Essen. . Tolle Show und miese Quote: Sat.1 hat die Nerven verloren und setzt Harald Schmidt im Mai vor die Studio-Tür. Damit geht sein Gastspiel beim Bällchensender nach nur neun Monaten vorzeitig zu Ende.

Sie schenkten sich beide nichts. Thomas Gottschalk (61) lästerte kurz vorm Neustart als ARD-Vorabendplauderer im Januar über Harald Schmidt (54): „Lieber Harald, spiele diese Woche nur vor Testpublikum, aber habe dabei immer noch mehr Zuschauer als Du. Gruß Thomas.“

Der Spottvater keulte in seiner Late-Night-Show bei Sat.1 postwendend zurück: „Gottschalk Live.

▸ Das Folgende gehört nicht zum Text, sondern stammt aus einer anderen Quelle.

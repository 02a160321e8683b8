use examdesk_types::{classify_registration, classify_verification, ApiFailure, RegistrationDetails};
use tracing::{info, warn};

use crate::ApiClient;

/// Step one of signup. `Ok` carries the message to show above the code form.
pub async fn submit_details(client: &ApiClient, details: &RegistrationDetails) -> Result<String, ApiFailure> {
    match client.register(details).await {
        Ok(message) => {
            info!("registration accepted, verification code sent");
            Ok(message)
        }
        Err(e) => {
            let failure = classify_registration(&e.fault(), client.base_url());
            warn!(error = %e, kind = ?failure.kind, "registration failed");
            Err(failure)
        }
    }
}

/// Step two of signup.
pub async fn submit_code(client: &ApiClient, email: &str, code: &str) -> Result<(), ApiFailure> {
    client.verify(email, code.trim()).await.map_err(|e| {
        let failure = classify_verification(&e.fault());
        warn!(error = %e, kind = ?failure.kind, "verification failed");
        failure
    })
}
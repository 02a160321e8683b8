pub mod banner;
pub mod stat_card;
pub mod nav;
pub mod toast;
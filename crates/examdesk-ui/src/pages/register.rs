use examdesk_types::{ApiFailure, RegistrationDetails, RegistrationStep, RegistrationWizard, CODE_LENGTH};
use leptos::prelude::*;

use crate::components::banner::Banner;

#[server]
async fn register_account(details: RegistrationDetails) -> Result<Result<String, ApiFailure>, ServerFnError> {
    let state = crate::server::app_state()?;
    let details = RegistrationDetails {
        email: details.email.trim().to_string(),
        first_name: details.first_name.trim().to_string(),
        last_name: details.last_name.trim().to_string(),
        ..details
    };
    Ok(examdesk_client::registration::submit_details(&state.client, &details).await)
}

#[server]
async fn verify_registration(email: String, code: String) -> Result<Result<(), ApiFailure>, ServerFnError> {
    let state = crate::server::app_state()?;
    Ok(examdesk_client::registration::submit_code(&state.client, email.trim(), &code).await)
}

#[component]
pub fn RegisterPage() -> impl IntoView {
    let wizard = RwSignal::new(RegistrationWizard::default());
    #[allow(unused_variables)]
    let (submitting, setSubmitting) = signal(false);

    #[cfg(feature = "hydrate")]
    {
        let navigate = leptos_router::hooks::use_navigate();
        Effect::new(move |_| {
            if wizard.with(|w| w.completed) {
                let navigate = navigate.clone();
                set_timeout(
                    move || navigate("/login?verified=1", Default::default()),
                    std::time::Duration::from_millis(1500),
                );
            }
        });
    }

    let submitDetails = move |ev: leptos::ev::SubmitEvent| {
        ev.prevent_default();
        #[cfg(feature = "hydrate")]
        {
            use examdesk_types::{FailureKind, REGISTRATION_FAILED};
            use wasm_bindgen_futures::spawn_local;

            let details = wizard.with_untracked(|w| w.draft.details());
            setSubmitting.set(true);
            spawn_local(async move {
                let result = register_account(details)
                    .await
                    .unwrap_or_else(|_| Err(ApiFailure::new(FailureKind::Network, REGISTRATION_FAILED)));
                setSubmitting.set(false);
                wizard.update(|w| w.details_submitted(result));
            });
        }
    };

    let submitCode = move |ev: leptos::ev::SubmitEvent| {
        ev.prevent_default();
        #[cfg(feature = "hydrate")]
        {
            use examdesk_types::FailureKind;
            use wasm_bindgen_futures::spawn_local;

            let (email, code) = wizard.with_untracked(|w| (w.draft.email.clone(), w.draft.code.clone()));
            setSubmitting.set(true);
            spawn_local(async move {
                let result = verify_registration(email, code)
                    .await
                    .unwrap_or_else(|e| Err(ApiFailure::new(FailureKind::Network, e.to_string())));
                setSubmitting.set(false);
                wizard.update(|w| w.verification_submitted(result));
            });
        }
    };

    let notice = Signal::derive(move || wizard.with(|w| w.notice.clone()));
    let step = Memo::new(move |_| wizard.with(|w| w.step));

    let draftField = move |f: fn(&RegistrationWizard) -> String| move || wizard.with(|w| f(w));

    view! {
        <div class="login-page">
            <div class="login-card">
                <div class="login-header">
                    <div class="login-icon">"E"</div>
                    <h1>"Create Account"</h1>
                    <p>
                        {move || match step.get() {
                            RegistrationStep::Details => "Step 1 of 2: your details".to_string(),
                            RegistrationStep::Verification => {
                                format!("Step 2 of 2: enter the code sent to {}", wizard.with(|w| w.draft.email.clone()))
                            }
                        }}
                    </p>
                </div>

                <Banner notice=notice />

                <Show
                    when=move || step.get() == RegistrationStep::Details
                    fallback=move || {
                        view! {
                            <form on:submit=submitCode>
                                <div class="form-group">
                                    <label for="code">"Verification code"</label>
                                    <input
                                        type="text"
                                        id="code"
                                        inputmode="numeric"
                                        placeholder="000000"
                                        maxlength=CODE_LENGTH.to_string()
                                        prop:value=draftField(|w| w.draft.code.clone())
                                        on:input=move |ev| {
                                            let value = event_target_value(&ev);
                                            wizard.update(|w| w.draft.code = value);
                                        }
                                    />
                                </div>
                                <button
                                    type="submit"
                                    class="btn btn-primary"
                                    disabled=move || {
                                        submitting.get() || !wizard.with(|w| w.code_is_complete())
                                            || wizard.with(|w| w.completed)
                                    }
                                >
                                    {move || if submitting.get() { "Verifying..." } else { "Verify" }}
                                </button>
                                <button
                                    type="button"
                                    class="btn btn-ghost"
                                    disabled=move || submitting.get()
                                    on:click=move |_| wizard.update(|w| w.back())
                                >
                                    "Back"
                                </button>
                            </form>
                        }
                    }
                >
                    <form on:submit=submitDetails>
                        <div class="form-row">
                            <div class="form-group">
                                <label for="first_name">"First name"</label>
                                <input
                                    type="text"
                                    id="first_name"
                                    required
                                    prop:value=draftField(|w| w.draft.first_name.clone())
                                    on:input=move |ev| {
                                        let value = event_target_value(&ev);
                                        wizard.update(|w| w.draft.first_name = value);
                                    }
                                />
                            </div>
                            <div class="form-group">
                                <label for="last_name">"Last name"</label>
                                <input
                                    type="text"
                                    id="last_name"
                                    required
                                    prop:value=draftField(|w| w.draft.last_name.clone())
                                    on:input=move |ev| {
                                        let value = event_target_value(&ev);
                                        wizard.update(|w| w.draft.last_name = value);
                                    }
                                />
                            </div>
                        </div>
                        <div class="form-group">
                            <label for="reg_email">"Email"</label>
                            <input
                                type="email"
                                id="reg_email"
                                required
                                placeholder="you@example.com"
                                prop:value=draftField(|w| w.draft.email.clone())
                                on:input=move |ev| {
                                    let value = event_target_value(&ev);
                                    wizard.update(|w| w.draft.email = value);
                                }
                            />
                        </div>
                        <div class="form-group">
                            <label for="reg_password">"Password"</label>
                            <input
                                type="password"
                                id="reg_password"
                                required
                                prop:value=draftField(|w| w.draft.password.clone())
                                on:input=move |ev| {
                                    let value = event_target_value(&ev);
                                    wizard.update(|w| w.draft.password = value);
                                }
                            />
                        </div>
                        <button type="submit" class="btn btn-primary" disabled=move || submitting.get()>
                            {move || if submitting.get() { "Creating account..." } else { "Continue" }}
                        </button>
                    </form>
                </Show>

                <p class="login-footer">
                    "Already registered? " <a href="/login">"Sign in"</a>
                </p>
            </div>
        </div>
    }
}
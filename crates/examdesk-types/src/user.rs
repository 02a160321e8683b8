use serde::{Deserialize, Serialize};

#[derive(Clone, Copy, Debug, Default, Serialize, Deserialize, PartialEq, Eq, Hash)]
#[serde(rename_all = "SCREAMING_SNAKE_CASE")]
pub enum Role {
    Admin,
    Creator,
    #[default]
    Student,
}

impl Role {
    pub const ALL: [Role; 3] = [Role::Admin, Role::Creator, Role::Student];

    /// Wire value, as the backend spells it.
    pub fn as_str(&self) -> &'static str {
        match self {
            Role::Admin => "ADMIN",
            Role::Creator => "CREATOR",
            Role::Student => "STUDENT",
        }
    }

    pub fn label(&self) -> &'static str {
        match self {
            Role::Admin => "Admin",
            Role::Creator => "Creator",
            Role::Student => "Student",
        }
    }

    pub fn parse(value: &str) -> Option<Role> {
        Role::ALL.into_iter().find(|r| r.as_str() == value)
    }
}

/// User record as returned by the admin users endpoint.
#[derive(Clone, Debug, Default, Serialize, Deserialize, PartialEq)]
pub struct User {
    pub id: i64,
    pub email: String,
    #[serde(default)]
    pub first_name: String,
    #[serde(default)]
    pub last_name: String,
    #[serde(default)]
    pub role: Role,
    #[serde(default)]
    pub is_active: bool,
    #[serde(default)]
    pub is_verified: bool,
    #[serde(default, skip_serializing_if = "Option::is_none")]
    pub subscription_tier: Option<String>,
    #[serde(default, skip_serializing_if = "Option::is_none")]
    pub phone_number: Option<String>,
    #[serde(default, skip_serializing_if = "Option::is_none")]
    pub date_joined: Option<String>,
    #[serde(default, skip_serializing_if = "Option::is_none")]
    pub last_login: Option<String>,
}

impl User {
    pub fn display_name(&self) -> String {
        let full = format!("{} {}", self.first_name, self.last_name);
        let trimmed = full.trim();
        if trimmed.is_empty() {
            self.email.clone()
        } else {
            trimmed.to_string()
        }
    }

    /// Avatar letter: first name initial, falling back to the email's.
    pub fn initial(&self) -> String {
        self.first_name
            .chars()
            .next()
            .or_else(|| self.email.chars().next())
            .map(|c| c.to_uppercase().to_string())
            .unwrap_or_default()
    }
}

/// Partial update for `PATCH /api/admin/users/{id}/`. Unset fields are not sent.
#[derive(Clone, Debug, Default, Serialize, Deserialize, PartialEq)]
pub struct UserPatch {
    #[serde(default, skip_serializing_if = "Option::is_none")]
    pub first_name: Option<String>,
    #[serde(default, skip_serializing_if = "Option::is_none")]
    pub last_name: Option<String>,
    #[serde(default, skip_serializing_if = "Option::is_none")]
    pub role: Option<Role>,
    #[serde(default, skip_serializing_if = "Option::is_none")]
    pub is_active: Option<bool>,
    #[serde(default, skip_serializing_if = "Option::is_none")]
    pub is_verified: Option<bool>,
}

impl UserPatch {
    /// Fields of `edited` that differ from `original`.
    pub fn between(original: &User, edited: &User) -> Self {
        Self {
            first_name: (original.first_name != edited.first_name)
                .then(|| edited.first_name.clone()),
            last_name: (original.last_name != edited.last_name).then(|| edited.last_name.clone()),
            role: (original.role != edited.role).then_some(edited.role),
            is_active: (original.is_active != edited.is_active).then_some(edited.is_active),
            is_verified: (original.is_verified != edited.is_verified).then_some(edited.is_verified),
        }
    }

    pub fn is_empty(&self) -> bool {
        *self == UserPatch::default()
    }
}
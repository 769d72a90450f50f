//! Resilience subsystem.
//!
//! # Data Flow
//! ```text
//! Looping handler:
//!     → upstream call (deadline enforced by the client)
//!     → pacing.rs (fixed pause before the next call, cancellable)
//!     → next upstream call
//! ```
//!
//! # Design Decisions
//! - Timeouts are non-negotiable; every external call has a deadline
//! - No retries: a failed call is either fatal or recorded per item
//! - Pauses are scheduled sleeps that give way to cancellation

pub mod pacing;

pub use pacing::{Cancelled, Pacer};
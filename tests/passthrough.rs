//! Liveness, pass-through relays and server plumbing.

use std::time::Duration;

use axum::{
    http::{header, StatusCode},
    routing::{get, post},
    Json, Router,
};
use platform_relay::upstream::types::{MASS_SEND_ALL, TAGS_GET};
use serde_json::{json, Value};

mod common;

use common::Recorder;

const TAGS_BODY: &str = r#"{"tags":[{"id":2,"name":"星标组","count":0},{"id":127,"name":"广东","count":5}]}"#;
const MASS_REPLY: &str = r#"{"errcode":0,"errmsg":"send job submission success","msg_id":34182,"msg_data_id":206227730}"#;

fn platform(recorder: Recorder) -> Router {
    Router::new()
        .route(TAGS_GET, get(|| async { TAGS_BODY }))
        .route(
            MASS_SEND_ALL,
            post(move |Json(body): Json<Value>| {
                let recorder = recorder.clone();
                async move {
                    recorder.record(body);
                    MASS_REPLY
                }
            }),
        )
}

#[tokio::test]
async fn test_liveness() {
    let relay = common::start_relay(common::relay_config(common::closed_addr().await)).await;
    let client = common::client();

    let res = client.get(relay.url("/api/hello")).send().await.unwrap();
    assert_eq!(res.status(), StatusCode::OK);
    assert_eq!(res.json::<Value>().await.unwrap(), json!({"code": 0, "data": "helloworld"}));

    let res = client.post(relay.url("/api/hello")).send().await.unwrap();
    assert_eq!(res.status(), StatusCode::METHOD_NOT_ALLOWED);
    assert_eq!(
        res.json::<Value>().await.unwrap(),
        json!({"code": -1, "errorMsg": "request method not supported", "data": null})
    );

    let res = client.head(relay.url("/api/hello")).send().await.unwrap();
    assert_eq!(res.status(), StatusCode::METHOD_NOT_ALLOWED);
}

#[tokio::test]
async fn test_tags_relayed_verbatim() {
    let upstream = common::start_mock_upstream(platform(Recorder::default())).await;
    let relay = common::start_relay(common::relay_config(upstream)).await;

    let res = common::client().get(relay.url("/api/tags")).send().await.unwrap();

    assert_eq!(res.status(), StatusCode::OK);
    assert_eq!(res.headers()[header::CONTENT_TYPE], "application/json");
    assert_eq!(res.text().await.unwrap(), TAGS_BODY);
}

#[tokio::test]
async fn test_tags_error_status_still_relayed() {
    let router = Router::new().route(
        TAGS_GET,
        get(|| async { (StatusCode::SERVICE_UNAVAILABLE, r#"{"errcode":-1,"errmsg":"system error"}"#) }),
    );
    let upstream = common::start_mock_upstream(router).await;
    let relay = common::start_relay(common::relay_config(upstream)).await;

    let res = common::client().get(relay.url("/api/tags")).send().await.unwrap();

    assert_eq!(res.status(), StatusCode::OK);
    assert_eq!(res.text().await.unwrap(), r#"{"errcode":-1,"errmsg":"system error"}"#);
}

#[tokio::test]
async fn test_tags_transport_error() {
    let relay = common::start_relay(common::relay_config(common::closed_addr().await)).await;

    let res = common::client().get(relay.url("/api/tags")).send().await.unwrap();

    assert_eq!(res.status(), StatusCode::INTERNAL_SERVER_ERROR);
    assert!(res.text().await.unwrap().starts_with("upstream call failed"));
}

#[tokio::test]
async fn test_mass_send_reencodes_and_relays() {
    let recorder = Recorder::default();
    let upstream = common::start_mock_upstream(platform(recorder.clone())).await;
    let relay = common::start_relay(common::relay_config(upstream)).await;

    let request = json!({
        "filter": {"is_to_all": false, "tag_id": 2},
        "mpnews": {"media_id": "123dsdajkasd231jhksad"},
        "msgtype": "mpnews",
        "send_ignore_reprint": 0
    });
    let res = common::client()
        .post(relay.url("/api/mass/send"))
        .json(&request)
        .send()
        .await
        .unwrap();

    assert_eq!(res.status(), StatusCode::OK);
    assert_eq!(
        res.headers()[header::CONTENT_TYPE],
        "application/json;charset=utf-8"
    );
    assert_eq!(res.text().await.unwrap(), MASS_REPLY);
    // Only the known fields survive decoding.
    assert_eq!(
        recorder.calls(),
        vec![json!({
            "filter": {"is_to_all": false, "tag_id": 2},
            "mpnews": {"media_id": "123dsdajkasd231jhksad"},
            "msgtype": "mpnews"
        })]
    );
}

#[tokio::test]
async fn test_mass_send_malformed_request() {
    let recorder = Recorder::default();
    let upstream = common::start_mock_upstream(platform(recorder.clone())).await;
    let relay = common::start_relay(common::relay_config(upstream)).await;

    let res = common::client()
        .post(relay.url("/api/mass/send"))
        .body(r#"{"filter": {"is_to_all": "nope"}}"#)
        .send()
        .await
        .unwrap();

    assert_eq!(res.status(), StatusCode::BAD_REQUEST);
    assert_eq!(recorder.count(), 0);
}

#[tokio::test]
async fn test_mass_send_transport_error() {
    let relay = common::start_relay(common::relay_config(common::closed_addr().await)).await;

    let res = common::client()
        .post(relay.url("/api/mass/send"))
        .json(&json!({
            "filter": {"is_to_all": true, "tag_id": 0},
            "mpnews": {"media_id": "m"},
            "msgtype": "mpnews"
        }))
        .send()
        .await
        .unwrap();

    assert_eq!(res.status(), StatusCode::INTERNAL_SERVER_ERROR);
}

#[tokio::test]
async fn test_request_id_assigned_and_propagated() {
    let relay = common::start_relay(common::relay_config(common::closed_addr().await)).await;
    let client = common::client();

    let res = client.get(relay.url("/api/hello")).send().await.unwrap();
    let generated = res.headers()["x-request-id"].to_str().unwrap().to_string();
    assert_eq!(generated.len(), 36);

    let res = client
        .get(relay.url("/api/hello"))
        .header("x-request-id", "frontend-42")
        .send()
        .await
        .unwrap();
    assert_eq!(res.headers()["x-request-id"], "frontend-42");
}

#[tokio::test]
async fn test_config_reload_switches_upstream() {
    let relay = common::start_relay(common::relay_config(common::closed_addr().await)).await;
    let client = common::client();

    let res = client.get(relay.url("/api/tags")).send().await.unwrap();
    assert_eq!(res.status(), StatusCode::INTERNAL_SERVER_ERROR);

    let upstream = common::start_mock_upstream(platform(Recorder::default())).await;
    relay
        .config_updates
        .send(common::relay_config(upstream))
        .unwrap();

    let mut body = String::new();
    for _ in 0..50 {
        let res = client.get(relay.url("/api/tags")).send().await.unwrap();
        if res.status() == StatusCode::OK {
            body = res.text().await.unwrap();
            break;
        }
        tokio::time::sleep(Duration::from_millis(20)).await;
    }
    assert_eq!(body, TAGS_BODY);
}
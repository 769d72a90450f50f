//! Fixed-interval pacing between successive upstream calls.
//!
//! The platform limits call frequency, so every loop that calls it more than
//! once waits one interval between calls. The first call is never delayed.

use std::time::Duration;
use thiserror::Error;
use tokio_util::sync::CancellationToken;

/// The wait was interrupted by cancellation.
#[derive(Debug, Clone, Copy, PartialEq, Eq, Error)]
#[error("cancelled while waiting between upstream calls")]
pub struct Cancelled;

/// Spaces successive upstream calls of one request.
#[derive(Debug, Clone, Copy, PartialEq, Eq)]
pub struct Pacer {
    interval: Duration,
}

impl Pacer {
    pub fn new(interval: Duration) -> Self {
        Self { interval }
    }

    pub fn from_millis(ms: u64) -> Self {
        Self::new(Duration::from_millis(ms))
    }

    pub fn interval(&self) -> Duration {
        self.interval
    }

    /// Sleep for one interval unless `cancel` fires first.
    pub async fn pause(&self, cancel: &CancellationToken) -> Result<(), Cancelled> {
        tokio::select! {
            biased;
            _ = cancel.cancelled() => Err(Cancelled),
            _ = tokio::time::sleep(self.interval) => Ok(()),
        }
    }
}
//! Configuration loading from disk and environment.

use std::fs;
use std::path::Path;
use thiserror::Error;

use crate::config::schema::RelayConfig;
use crate::config::validation::{validate_config, ValidationError};

/// Overrides the listener bind address.
pub const ENV_BIND_ADDRESS: &str = "RELAY_BIND_ADDRESS";
/// Overrides the upstream base URL.
pub const ENV_UPSTREAM_BASE_URL: &str = "RELAY_UPSTREAM_BASE_URL";

/// Error type for configuration loading.
#[derive(Debug, Error)]
pub enum ConfigError {
    #[error("IO error: {0}")]
    Io(#[from] std::io::Error),

    #[error("Parse error: {0}")]
    Parse(#[from] toml::de::Error),

    #[error("Validation failed: {}", join_errors(.0))]
    Validation(Vec<ValidationError>),
}

fn join_errors(errors: &[ValidationError]) -> String {
    errors
        .iter()
        .map(ToString::to_string)
        .collect::<Vec<_>>()
        .join(", ")
}

/// Load and validate configuration from a TOML file.
pub fn load_config(path: &Path) -> Result<RelayConfig, ConfigError> {
    let content = fs::read_to_string(path)?;
    let config: RelayConfig = toml::from_str(&content)?;
    finish(config)
}

/// Load configuration from `path` if given, otherwise start from defaults.
/// Environment overrides are applied in both cases before validation.
pub fn load_or_default(path: Option<&Path>) -> Result<RelayConfig, ConfigError> {
    match path {
        Some(path) => load_config(path),
        None => finish(RelayConfig::default()),
    }
}

fn finish(mut config: RelayConfig) -> Result<RelayConfig, ConfigError> {
    apply_env_overrides(&mut config, |key| std::env::var(key).ok());
    validate_config(&config).map_err(ConfigError::Validation)?;
    Ok(config)
}

/// Apply environment overrides using `lookup` to read variables.
pub fn apply_env_overrides<F>(config: &mut RelayConfig, lookup: F)
where
    F: Fn(&str) -> Option<String>,
{
    if let Some(addr) = lookup(ENV_BIND_ADDRESS).filter(|v| !v.is_empty()) {
        config.listener.bind_address = addr;
    }
    if let Some(url) = lookup(ENV_UPSTREAM_BASE_URL).filter(|v| !v.is_empty()) {
        config.upstream.base_url = url;
    }
}
//! Structured logging.
//!
//! # Responsibilities
//! - Initialize the tracing subscriber
//! - Pick text or JSON output from config
//!
//! # Design Decisions
//! - `RUST_LOG` overrides the configured level
//! - JSON format for production, plain format for development

use tracing_subscriber::{fmt, layer::SubscriberExt, util::SubscriberInitExt, EnvFilter};

use crate::config::ObservabilityConfig;

pub use tracing_subscriber::util::TryInitError;

/// Filter used when `RUST_LOG` is not set.
pub fn default_directives(level: &str) -> String {
    format!("platform_relay={level},relay_cli={level},tower_http={level}")
}

/// Install the global subscriber. Fails if one is already installed.
pub fn init_logging(config: &ObservabilityConfig) -> Result<(), TryInitError> {
    let filter = EnvFilter::try_from_default_env()
        .unwrap_or_else(|_| EnvFilter::new(default_directives(&config.log_level)));
    let registry = tracing_subscriber::registry().with(filter);

    if config.json_logs {
        registry.with(fmt::layer().json()).try_init()
    } else {
        registry.with(fmt::layer()).try_init()
    }
}
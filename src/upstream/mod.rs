//! Upstream platform API subsystem.
//!
//! # Data Flow
//! ```text
//! handler / relay loop
//!     → client.rs (build URL, POST JSON, cap body, map errors)
//!     → types.rs (wire payloads, ApiReply<T> with embedded errcode)
//!     → typed page / receipt, or UpstreamError
//! ```
//!
//! # Design Decisions
//! - No access token is attached; the hosting environment authorizes calls
//! - Every call has a total deadline and a body size cap
//! - A non-zero `errcode` is an error even when the HTTP status is 200

pub mod client;
pub mod types;

pub use client::UpstreamClient;
pub use types::{
    BroadcastRequest, MediaReference, RawResponse, TagFilter, TemplateData, UpstreamError,
    UpstreamResult,
};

Es war fantastisch. Ich habe mich nur gefragt: Warum wurde die Werbung so oft unterbrochen.“

Dabei hatten die beiden Silberrücken des Unterhaltungsfernsehens exakt dasselbe Problem: große Namen, kleines Publikum. Schmidts Sender Sat.1 zog am Mittwoch die bittere Konsequenz: Am 3. Mai ist für den Entertainer Schluss mit lustig. Die „Harald Schmidt Show“ endet nach nur neun Monaten.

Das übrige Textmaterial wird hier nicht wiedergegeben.